Spinnmilbe bekämpfen - So geht’s

Spinnmilben bevorzugen die Blattunterseiten an vielen Zimmerpflanzen. Ihre Gespinste sind leicht zu erkennen. Einige Hausmittel unterstützen den Kampf gegen diesen Schädling.


Der am meisten verbreitete Schädling, der Zimmerpflanzen befällt, ist die Gemeine Spinnmilbe. Sie gehört biologisch zu den Spinnentieren und hat daher auch vier Beinpaare. Ihre Mundwerkzeuge sind zu Stechborsten umgewandelt. Damit saugen sie von der Blattunterseite die Blattadern an. Das geschädigte Blatt wirkt am Anfang leicht silbrig, da der Zellsaft entzogen wurde. Bei andauernder Schädigung wird das Blatt graubraun und trocknet ein. Mit bloßem Auge ist der Schädling kaum zu sehen, denn er wird nur rund 0,5 Millimeter groß. Das Erkennungszeichen sind die Gespinste der Tiere, in denen sich auch die Larven aufhalten.

Wo und wann tritt sie auf?
Da die Spinnmilbe die trockene und warme Luft liebt, tritt sie auch bevorzeugt in der Zeit der Heizperiode auf. Besonders oft findet man den Schädling an folgenden Pflanzen: Zierspargel, Gummibaum, Grünlilie, Palmen oder Efeu. Selbst an Kakteen ist die Gemeine Spinnmilbe des Öfteren zu finden. Unternimmt man jetzt nichts gegen diesen Schädling, dann greift er auf andere gesunde Pflanzen über. Letztendlich werden alle befallenen Pflanzen eingehen. Natürlich findet man die Schädlinge auch an Kulturpflanzen im heimischen Garten. Hier sind in allererster Linie Bohnen, Erbsen, Gurken, Kartoffeln und Trauben zu nennen. Sie greifen aber auch Hartholzbäume wie zum Beispiel den Apfelbaum an. Weltweit sind die Kulturen von Baumwolle und Soja extrem durch den Schädling gefährdet.

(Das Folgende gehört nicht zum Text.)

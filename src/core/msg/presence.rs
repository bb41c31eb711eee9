use serde::{Deserialize, Serialize};

use crate::domain::presence::Avatar;

/// Avatar picker messages
#[derive(Debug, Clone, Copy, PartialEq, Eq, Serialize, Deserialize)]
pub enum PresenceMsg {
    SelectAvatar(Avatar),
    NextAvatar,
    PreviousAvatar,
}
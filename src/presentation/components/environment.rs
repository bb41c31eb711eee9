//! Header with the environment selector

use ratatui::{prelude::*, widgets::*};
use strum::IntoEnumIterator;

use crate::{
    core::state::AppState,
    domain::{environment::Environment, glyphs},
    presentation::components::ViewContext,
};

#[derive(Debug, Clone, Default)]
pub struct EnvironmentComponent;

impl EnvironmentComponent {
    pub fn new() -> Self {
        Self
    }

    pub fn view(&self, state: &AppState, ctx: &ViewContext, frame: &mut Frame, area: Rect) {
        let [tabs_area, status_area] =
            Layout::horizontal([Constraint::Min(0), Constraint::Length(24)]).areas(area);

        let titles = Environment::iter().map(|environment| {
            let icon = glyphs::icon(&format!("env.{environment}"));
            format!("{icon} {}", environment.title())
        });
        let selected = Environment::iter().position(|environment| environment == ctx.theme);
        let tabs = Tabs::new(titles)
            .select(selected.unwrap_or(0))
            .style(ctx.palette.muted)
            .highlight_style(ctx.palette.accent)
            .divider("|");
        frame.render_widget(tabs, tabs_area);

        let status = Line::styled(
            format!(
                "{} {} ",
                state.user_status.glyph(),
                state.user_status.label()
            ),
            ctx.palette.text,
        )
        .right_aligned();
        frame.render_widget(Paragraph::new(status), status_area);
    }
}
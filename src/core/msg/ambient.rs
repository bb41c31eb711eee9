use serde::{Deserialize, Serialize};

use crate::domain::ambient::AmbientSound;

/// Ambient panel messages. All of them only change what is displayed.
///
/// `NextSound` and `PreviousSound` move the list cursor; selecting is what
/// starts or stops a sound.
#[derive(Debug, Clone, Copy, PartialEq, Eq, Serialize, Deserialize)]
pub enum AmbientMsg {
    SelectSound(AmbientSound),
    SelectHighlighted,
    NextSound,
    PreviousSound,
    SetVolume(u8),
    VolumeUp,
    VolumeDown,
    TogglePlay,
    ToggleMute,
}
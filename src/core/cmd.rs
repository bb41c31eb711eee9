use serde::{Deserialize, Serialize};
use strum::Display;

use crate::domain::environment::Environment;

/// Identifies a scheduled timer owned by the scheduler
#[derive(Debug, Clone, Copy, PartialEq, Eq, Hash, Display, Serialize, Deserialize)]
pub enum TimerId {
    /// The 1-second interval driving the focus timer
    FocusTick,
    /// The one-shot delay that dismisses the splash screen
    Splash,
}

/// UI (TUI) specific sub-commands executed by the host/runtime
#[derive(Debug, Clone, PartialEq, Eq, Serialize, Deserialize)]
pub enum TuiCommand {
    Resize { width: u16, height: u16 },
}

/// Elm-like command definitions
/// Represents side effects (timers, theming, terminal, logging)
#[derive(Debug, Clone, PartialEq, Eq, Serialize, Deserialize)]
pub enum Cmd {
    // Timer-related commands
    /// Firings carry `generation` back so stale ones can be told apart
    StartInterval {
        id: TimerId,
        period_ms: u64,
        generation: u64,
    },
    StartTimeout { id: TimerId, delay_ms: u64 },
    CancelTimer { id: TimerId },

    // Theming boundary
    ApplyTheme(Environment),

    // UI-related commands
    Tui(TuiCommand),
    /// Request a render
    RequestRender,

    // Logging related
    LogError { message: String },
    LogInfo { message: String },

    // Batch command (execute multiple commands together)
    Batch(Vec<Cmd>),

    // Do nothing (for testing)
    None,
}

impl Cmd {
    /// Combine multiple commands into one
    pub fn batch(commands: Vec<Cmd>) -> Cmd {
        let mut commands = commands;
        match commands.len() {
            0 => Cmd::None,
            1 => commands.pop().unwrap_or(Cmd::None),
            _ => Cmd::Batch(commands),
        }
    }
}

#[cfg(test)]
mod tests {
    use super::*;
    use pretty_assertions::assert_eq;

    #[test]
    fn test_cmd_batch_empty() {
        let cmd = Cmd::batch(vec![]);
        assert_eq!(cmd, Cmd::None);
    }

    #[test]
    fn test_cmd_batch_single() {
        let original_cmd = Cmd::RequestRender;
        let cmd = Cmd::batch(vec![original_cmd.clone()]);
        assert_eq!(cmd, original_cmd);
    }

    #[test]
    fn test_cmd_batch_multiple() {
        let cmds = vec![Cmd::RequestRender, Cmd::ApplyTheme(Environment::Cafe)];
        let batch_cmd = Cmd::batch(cmds.clone());
        assert_eq!(batch_cmd, Cmd::Batch(cmds));
    }

    #[test]
    fn test_cmd_serialization() -> color_eyre::Result<()> {
        let cmd = Cmd::StartInterval {
            id: TimerId::FocusTick,
            period_ms: 1000,
            generation: 3,
        };

        let serialized = serde_json::to_string(&cmd)?;
        let deserialized: Cmd = serde_json::from_str(&serialized)?;
        assert_eq!(cmd, deserialized);
        Ok(())
    }
}
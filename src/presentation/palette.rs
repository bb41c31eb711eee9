//! Per-environment colors, resolved from the configured styles

use ratatui::style::{Color, Modifier, Style};

use crate::{domain::environment::Environment, presentation::config::Styles};

/// The styles a frame is drawn with
#[derive(Debug, Clone, Copy, PartialEq, Eq)]
pub struct Palette {
    pub background: Style,
    pub text: Style,
    pub muted: Style,
    pub accent: Style,
    pub border: Style,
    pub highlight: Style,
    pub particle: Style,
    pub theme_particle: Style,
}

impl Palette {
    /// Palette for `environment`. Slots missing from `styles` fall back to
    /// built-in colors.
    pub fn from_styles(styles: &Styles, environment: Environment) -> Self {
        let fallback = Self::fallback(environment);
        let theme = environment.to_string();
        let pick = |slot: &str, default: Style| {
            styles
                .get(&format!("{theme}.{slot}"))
                .copied()
                .unwrap_or(default)
        };
        Self {
            background: pick("background", fallback.background),
            text: pick("text", fallback.text),
            muted: pick("muted", fallback.muted),
            accent: pick("accent", fallback.accent),
            border: pick("border", fallback.border),
            highlight: pick("highlight", fallback.highlight),
            particle: pick("particle", fallback.particle),
            theme_particle: pick("theme_particle", fallback.theme_particle),
        }
    }

    pub fn fallback(environment: Environment) -> Self {
        let (accent, particle) = match environment {
            Environment::Library => (Color::Yellow, Color::LightRed),
            Environment::Cafe => (Color::LightMagenta, Color::White),
        };
        Self {
            background: Style::default(),
            text: Style::default().fg(Color::White),
            muted: Style::default().fg(Color::DarkGray),
            accent: Style::default().fg(accent).add_modifier(Modifier::BOLD),
            border: Style::default().fg(Color::Gray),
            highlight: Style::default().fg(accent).add_modifier(Modifier::BOLD),
            particle: Style::default().fg(Color::Gray),
            theme_particle: Style::default().fg(particle),
        }
    }
}

#[cfg(test)]
mod tests {
    use super::*;
    use crate::infrastructure::config::Config;
    use pretty_assertions::assert_eq;

    #[test]
    fn test_palettes_differ_per_environment() {
        let styles = Config::default().styles;
        let library = Palette::from_styles(&styles, Environment::Library);
        let cafe = Palette::from_styles(&styles, Environment::Cafe);
        assert_ne!(library.accent, cafe.accent);
    }

    #[test]
    fn test_empty_styles_use_fallback() {
        let palette = Palette::from_styles(&Styles::default(), Environment::Cafe);
        assert_eq!(palette, Palette::fallback(Environment::Cafe));
    }
}
use rand::{rngs::StdRng, SeedableRng};

use crate::{
    core::{cmd::Cmd, msg::overlay::OverlayMsg},
    domain::{
        environment::Environment,
        particle::{generate_particles, generate_theme_group, Particle},
    },
};

pub const DEFAULT_PARTICLE_COUNT: usize = 20;
pub const MAX_PARTICLE_COUNT: usize = 60;
pub const DENSITY_STEP: usize = 5;

/// Decorative particles drawn over the background
///
/// The random source is owned here and injected at construction, so tests
/// can hand in a seeded generator.
#[derive(Debug, Clone)]
pub struct OverlayState {
    rng: StdRng,
    count: usize,
    environment: Environment,
    particles: Vec<Particle>,
    theme_group: Vec<Particle>,
}

impl Default for OverlayState {
    fn default() -> Self {
        Self::new(
            StdRng::from_entropy(),
            DEFAULT_PARTICLE_COUNT,
            Environment::default(),
        )
    }
}

impl OverlayState {
    /// Mounts the overlay, generating the first batch
    pub fn new(rng: StdRng, count: usize, environment: Environment) -> Self {
        let mut overlay = Self {
            rng,
            count: count.min(MAX_PARTICLE_COUNT),
            environment,
            particles: vec![],
            theme_group: vec![],
        };
        overlay.regenerate();
        overlay
    }

    pub fn count(&self) -> usize {
        self.count
    }

    pub fn environment(&self) -> Environment {
        self.environment
    }

    pub fn particles(&self) -> &[Particle] {
        &self.particles
    }

    /// Embers in the library, steam in the cafe
    pub fn theme_group(&self) -> &[Particle] {
        &self.theme_group
    }

    fn regenerate(&mut self) {
        self.particles = generate_particles(&mut self.rng, self.count);
        self.theme_group = generate_theme_group(&mut self.rng, self.environment);
    }

    fn set_count(&mut self, count: usize) {
        let count = count.min(MAX_PARTICLE_COUNT);
        if count != self.count {
            self.count = count;
            self.particles = generate_particles(&mut self.rng, count);
        }
    }

    /// The theme-specific group belongs to the environment, so a switch re-mounts it
    pub fn set_environment(&mut self, environment: Environment) {
        if environment != self.environment {
            self.environment = environment;
            self.theme_group = generate_theme_group(&mut self.rng, environment);
        }
    }

    pub fn update(&mut self, msg: OverlayMsg) -> Vec<Cmd> {
        match msg {
            OverlayMsg::SetCount(count) => self.set_count(count),
            OverlayMsg::IncreaseDensity => self.set_count(self.count + DENSITY_STEP),
            OverlayMsg::DecreaseDensity => self.set_count(self.count.saturating_sub(DENSITY_STEP)),
            OverlayMsg::Regenerate => self.regenerate(),
        }
        vec![]
    }
}
//! Integration layer
//!
//! Wires the Elm core to the terminal:
//! - `ElmRuntime`: queues, translation, update and command execution
//! - `AppRunner`: the main loop over terminal events
//! - `Renderer`: draws the root view
//! - `Coalescer`: render/resize coalescing decisions

pub mod app_runner;
pub mod coalescer;
pub mod elm_integration;
pub mod renderer;
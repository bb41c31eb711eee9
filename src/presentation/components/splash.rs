//! Splash screen shown while the app starts up

use std::time::Duration;

use ratatui::{prelude::*, widgets::*};

use crate::{
    core::state::AppState,
    domain::{
        glyphs,
        transition::{Easing, Transition, VisualState},
    },
    presentation::components::ViewContext,
};

const TITLE: &str = "Study Nook";
const SUBTITLE: &str = "a quiet place to focus";

#[derive(Debug, Clone, Default)]
pub struct SplashComponent;

impl SplashComponent {
    pub fn new() -> Self {
        Self
    }

    /// Fade and slide in
    pub fn transition() -> Transition {
        Transition::new(
            VisualState {
                opacity: 0.0,
                offset_y: 10.0,
                scale: 1.0,
            },
            VisualState::default(),
            Duration::from_millis(800),
        )
        .easing(Easing::EaseOut)
    }

    pub fn view(&self, state: &AppState, ctx: &ViewContext, frame: &mut Frame, area: Rect) {
        let visual = Self::transition().sample(ctx.elapsed);
        let styles = &state.config.config.styles;
        let mut title_style = styles.slot("splash", "title");
        let mut subtitle_style = styles.slot("splash", "subtitle");
        if visual.opacity < 0.5 {
            title_style = title_style.add_modifier(Modifier::DIM);
            subtitle_style = subtitle_style.add_modifier(Modifier::DIM);
        }

        let offset = (visual.offset_y / 100.0 * f64::from(area.height)).round() as u16;
        let [_, content, _] = Layout::vertical([
            Constraint::Fill(1),
            Constraint::Length(4),
            Constraint::Fill(1),
        ])
        .areas(area);
        let content = Rect {
            y: (content.y + offset).min(area.bottom().saturating_sub(content.height)),
            ..content
        };

        let lines = vec![
            Line::styled(
                format!("{} {TITLE} {}", glyphs::icon("env.library"), glyphs::icon("env.cafe")),
                title_style,
            ),
            Line::default(),
            Line::styled(SUBTITLE, subtitle_style),
            Line::styled(ctx.theme.title(), ctx.palette.muted),
        ];
        frame.render_widget(Paragraph::new(lines).centered(), content);
    }
}
//! Reusable widgets

pub mod particle_field;
pub mod scene;
use crate::{
    core::{cmd::Cmd, msg::ambient::AmbientMsg},
    domain::ambient::{snap_volume, AmbientSound, VOLUME_STEP},
};

pub const DEFAULT_VOLUME: u8 = 70;

/// Display state of the ambient sound panel
///
/// There is no audio engine behind any of this: play, mute and volume are
/// purely what the panel shows. `highlighted` is the keyboard cursor in the
/// sound list and is independent of the active sound.
#[derive(Debug, Clone, PartialEq, Eq)]
pub struct AmbientState {
    pub sound: Option<AmbientSound>,
    pub highlighted: AmbientSound,
    pub volume: u8,
    pub playing: bool,
    pub muted: bool,
}

impl Default for AmbientState {
    fn default() -> Self {
        Self {
            sound: None,
            highlighted: AmbientSound::default(),
            volume: DEFAULT_VOLUME,
            playing: false,
            muted: false,
        }
    }
}

impl AmbientState {
    /// Volume as displayed; a muted panel shows zero
    pub fn effective_volume(&self) -> u8 {
        if self.muted {
            0
        } else {
            self.volume
        }
    }

    /// Name of the active sound, if any
    pub fn now_playing(&self) -> Option<&'static str> {
        self.sound.map(AmbientSound::label)
    }

    /// Selecting the active sound stops it; any other sound replaces it and plays
    fn toggle_sound(&mut self, sound: AmbientSound) {
        self.highlighted = sound;
        if self.sound == Some(sound) {
            self.sound = None;
            self.playing = false;
        } else {
            self.sound = Some(sound);
            self.playing = true;
        }
    }

    pub fn update(&mut self, msg: AmbientMsg) -> Vec<Cmd> {
        match msg {
            AmbientMsg::SelectSound(sound) => self.toggle_sound(sound),
            AmbientMsg::SelectHighlighted => self.toggle_sound(self.highlighted),
            AmbientMsg::NextSound => self.highlighted = self.highlighted.next(),
            AmbientMsg::PreviousSound => self.highlighted = self.highlighted.previous(),
            AmbientMsg::SetVolume(volume) => self.volume = snap_volume(i32::from(volume)),
            AmbientMsg::VolumeUp => {
                self.volume = snap_volume(i32::from(self.volume) + i32::from(VOLUME_STEP))
            }
            AmbientMsg::VolumeDown => {
                self.volume = snap_volume(i32::from(self.volume) - i32::from(VOLUME_STEP))
            }
            AmbientMsg::TogglePlay => {
                if self.sound.is_some() {
                    self.playing = !self.playing;
                }
            }
            AmbientMsg::ToggleMute => self.muted = !self.muted,
        }
        vec![]
    }
}
//! Domain logic
//!
//! This module contains the study-room vocabulary, independent of the UI:
//! - Session phases and their fixed durations
//! - Environments (themes)
//! - Particle generation
//! - Presence and ambient catalogs
//! - Transition descriptions and the icon table

pub mod ambient;
pub mod environment;
pub mod glyphs;
pub mod particle;
pub mod presence;
pub mod session;
pub mod transition;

Wie erkennt man die Spinnmilbe und wie kann man sie bekämpfen?
Die Spinnmilbe benötigt für ihr Überleben eine geringe Luftfeuchtigkeit. Wenn man also nicht gleich mit der Chemiebombe gegen das Ungeziefer vorgehen möchte, dann hilft folgender Trick: Die von dem Schädling betroffene Pflanze wird gewässert. Danach stülpt man eine Plastiktüte über die Pflanze samt Topf. Im Beutel entsteht nun eine Art feuchtes Kleinklima, das den Schädling auf Dauer abtötet. Natürlich kann man auch ein Spezialmittel im Fachhandel gegen das Ungeziefer kaufen. Es handelt sich hierbei um Akarizide. Bei hartblätterigen Pflanzen, wie zum Beispiel dem Gummibaum, können die Blätter auch mit Rapsöl oder Weißöl eingerieben werden. Möchte man dagegen biologisch gegen die Spinnmilbe vorgehen, reicht es, wenn man vereinzelt einige Raubmilben, Blumenwanzen oder den schwarzen Kugelmarienkäfer in die Pflanzen setzt. Diese natürlichen Schädlinge bekommt man im Gartenfachhandel. Vorbeugen kann man der Spinnmilbe, wenn man eine Überdüngung der Pflanzen vermeidet. Gelegentliches Einsprühen der Pflanzen mit Brennessel- oder Knoblauchtee unterstützt die vorbeugende Wirkung auf jeden Fall.